**Exercise aim**
Exactly the lines below from the one with "engine only clones" up to and including the one with "pub fn as_number(&self)" make up the answer, with nothing else added.

Records excerpted from a collection
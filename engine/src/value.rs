// value.rs — State values and the opaque math expression type
//
// `Value` is what state variables hold and what flows through shadows and
// inverse writes. `MathExpr` is treated as opaque: the engine only clones
// it, compares it structurally, and asks whether it is a numeric constant.
//
// Preconditions: none.
// Postconditions: serialization is untagged; `Absent` maps to JSON `null`.
// Failure modes: none.
// Side effects: none.

use std::fmt;

use serde::{Deserialize, Serialize};

// ── Math expressions ───────────────────────────────────────────────────────

/// An immutable symbolic expression, stored in whitespace-normalized form.
#[derive(Debug, Clone, PartialEq, Serialize, Deserialize)]
pub struct MathExpr {
    math: String,
}

impl MathExpr {
    pub fn parse(text: &str) -> Self {
        let math = text.split_whitespace().collect::<Vec<_>>().join(" ");
        Self { math }
    }

    pub fn from_number(n: f64) -> Self {
        Self {
            math: format_number(n),
        }
    }

    /// The expression's numeric value, if it is a plain constant.
    pub fn as_constant(&self) -> Option<f64> {
        self.math.parse::<f64>().ok()
    }

    pub fn is_constant(&self) -> bool {
        self.as_constant().is_some()
    }

    pub fn as_str(&self) -> &str {
        &self.math
    }
}

impl fmt::Display for MathExpr {
    fn fmt(&self, f: &mut fmt::Formatter<'_>) -> fmt::Result {
        f.write_str(&self.math)
    }
}

// ── Values ─────────────────────────────────────────────────────────────────

/// The value of a state variable, attribute, or array entry.
#[derive(Debug, Clone, PartialEq, Serialize, Deserialize, Default)]
#[serde(untagged)]
pub enum Value {
    #[default]
    Absent,
    Boolean(bool),
    Number(f64),
    Text(String),
    Math(MathExpr),
    List(Vec<Value>),
}

impl Value {
    pub fn is_absent(&self) -> bool {
        matches!(self, Value::Absent)
    }

    /// Numeric view: numbers, constant math, numeric text, and booleans.
    pub fn as_number(&self) -> Option<f64> {
        match self {
            Value::Number(n) => Some(*n),
            Value::Math(m) => m.as_constant(),
            Value::Text(t) => t.trim().parse::<f64>().ok(),
            Value::Boolean(b) => Some(if *b { 1.0 } else { 0.0 }),
            _ => None,
        }
    }

    pub fn as_bool(&self) -> Option<bool> {
        match self {
            Value::Boolean(b) => Some(*b),
            Value::Text(t) => match t.trim().to_ascii_lowercase().as_str() {
                "true" => Some(true),
                "false" => Some(false),
                _ => None,
            },
            _ => None,
        }
    }

    pub fn as_text(&self) -> Option<&str> {
        match self {
            Value::Text(t) => Some(t),
            _ => None,
        }
    }

    pub fn as_list(&self) -> Option<&[Value]> {
        match self {
            Value::List(items) => Some(items),
            _ => None,
        }
    }

    /// Entry `i` of a list value; `Absent` when out of range or not a list.
    pub fn entry(&self, i: usize) -> Value {
        self.as_list()
            .and_then(|items| items.get(i))
            .cloned()
            .unwrap_or(Value::Absent)
    }

    /// Human-readable rendering used by `text` state variables.
    pub fn to_text(&self) -> String {
        match self {
            Value::Absent => String::new(),
            Value::Boolean(b) => b.to_string(),
            Value::Number(n) => format_number(*n),
            Value::Text(t) => t.clone(),
            Value::Math(m) => m.to_string(),
            Value::List(items) => items
                .iter()
                .map(Value::to_text)
                .collect::<Vec<_>>()
                .join(", "),
        }
    }

    /// Structural equality that treats two NaNs as equal, so that an unset
    /// number does not look like a change on every comparison.
    pub fn same_as(&self, other: &Value) -> bool {
        match (self, other) {
            (Value::Number(a), Value::Number(b)) => a == b || (a.is_nan() && b.is_nan()),
            (Value::List(a), Value::List(b)) => {
                a.len() == b.len() && a.iter().zip(b).all(|(x, y)| x.same_as(y))
            }
            _ => self == other,
        }
    }
}

impl From<f64> for Value {
    fn from(n: f64) -> Self {
        Value::Number(n)
    }
}

impl From<bool> for Value {
    fn from(b: bool) -> Self {
        Value::Boolean(b)
    }
}

impl From<&str> for Value {
    fn from(t: &str) -> Self {
        Value::Text(t.to_string())
    }
}

impl From<MathExpr> for Value {
    fn from(m: MathExpr) -> Self {
        Value::Math(m)
    }
}

/// Format a number without a trailing `.0` for integral values.
pub fn format_number(n: f64) -> String {
    if n.is_nan() {
        "NaN".to_string()
    } else if n.fract() == 0.0 && n.abs() < 1e15 {
        format!("{}", n as i64)
    } else {
        format!("{}", n)
    }
}

#[cfg(test)]
mod tests {
    use super::*;

    #[test]
    fn math_is_whitespace_normalized() {
        assert_eq!(MathExpr::parse("  x +   1 "), MathExpr::parse("x + 1"));
        assert_eq!(MathExpr::parse("x + 1").to_string(), "x + 1");
    }

    #[test]
    fn math_constant_query() {
        assert_eq!(MathExpr::from_number(3.0).as_constant(), Some(3.0));
        assert!(!MathExpr::parse("2x").is_constant());
    }

    #[test]
    fn numeric_views() {
        assert_eq!(Value::Number(2.5).as_number(), Some(2.5));
        assert_eq!(Value::Text(" 4 ".into()).as_number(), Some(4.0));
        assert_eq!(Value::Math(MathExpr::parse("7")).as_number(), Some(7.0));
        assert_eq!(Value::Text("abc".into()).as_number(), None);
    }

    #[test]
    fn text_rendering() {
        assert_eq!(Value::Number(3.0).to_text(), "3");
        assert_eq!(Value::Number(0.5).to_text(), "0.5");
        assert_eq!(
            Value::List(vec![Value::Number(1.0), Value::Math(MathExpr::parse("y"))]).to_text(),
            "1, y"
        );
        assert_eq!(Value::Absent.to_text(), "");
    }

    #[test]
    fn nan_compares_same() {
        assert!(Value::Number(f64::NAN).same_as(&Value::Number(f64::NAN)));
        assert!(!Value::Number(1.0).same_as(&Value::Number(2.0)));
    }

    #[test]
    fn untagged_json_roundtrip_shapes() {
        let v: Value = serde_json::from_str(r#"[1, "a", true, null, {"math": "x"}]"#).unwrap();
        assert_eq!(
            v,
            Value::List(vec![
                Value::Number(1.0),
                Value::Text("a".into()),
                Value::Boolean(true),
                Value::Absent,
                Value::Math(MathExpr::parse("x")),
            ])
        );
        assert_eq!(serde_json::to_string(&Value::Absent).unwrap(), "null");
    }
}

**Response area**
// inverse writes. `MathExpr` is treated as opaque: the engine only clones
// it, compares it structurally, and asks whether it is a numeric constant.
//
// Preconditions: none.
// Postconditions: serialization is untagged; `Absent` maps to JSON `null`.
// Failure modes: none.
// Side effects: none.

use std::fmt;

use serde::{Deserialize, Serialize};

// ── Math expressions ───────────────────────────────────────────────────────

/// An immutable symbolic expression, stored in whitespace-normalized form.
#[derive(Debug, Clone, PartialEq, Serialize, Deserialize)]
pub struct MathExpr {
    math: String,
}

impl MathExpr {
    pub fn parse(text: &str) -> Self {
        let math = text.split_whitespace().collect::<Vec<_>>().join(" ");
        Self { math }
    }

    pub fn from_number(n: f64) -> Self {
        Self {
            math: format_number(n),
        }
    }

    /// The expression's numeric value, if it is a plain constant.
    pub fn as_constant(&self) -> Option<f64> {
        self.math.parse::<f64>().ok()
    }

    pub fn is_constant(&self) -> bool {
        self.as_constant().is_some()
    }

    pub fn as_str(&self) -> &str {
        &self.math
    }
}

impl fmt::Display for MathExpr {
    fn fmt(&self, f: &mut fmt::Formatter<'_>) -> fmt::Result {
        f.write_str(&self.math)
    }
}

// ── Values ─────────────────────────────────────────────────────────────────

/// The value of a state variable, attribute, or array entry.
#[derive(Debug, Clone, PartialEq, Serialize, Deserialize, Default)]
#[serde(untagged)]
pub enum Value {
    #[default]
    Absent,
    Boolean(bool),
    Number(f64),
    Text(String),
    Math(MathExpr),
    List(Vec<Value>),
}

impl Value {
    pub fn is_absent(&self) -> bool {
        matches!(self, Value::Absent)
    }

    /// Numeric view: numbers, constant math, numeric text, and booleans.
    pub fn as_number(&self) -> Option<f64> {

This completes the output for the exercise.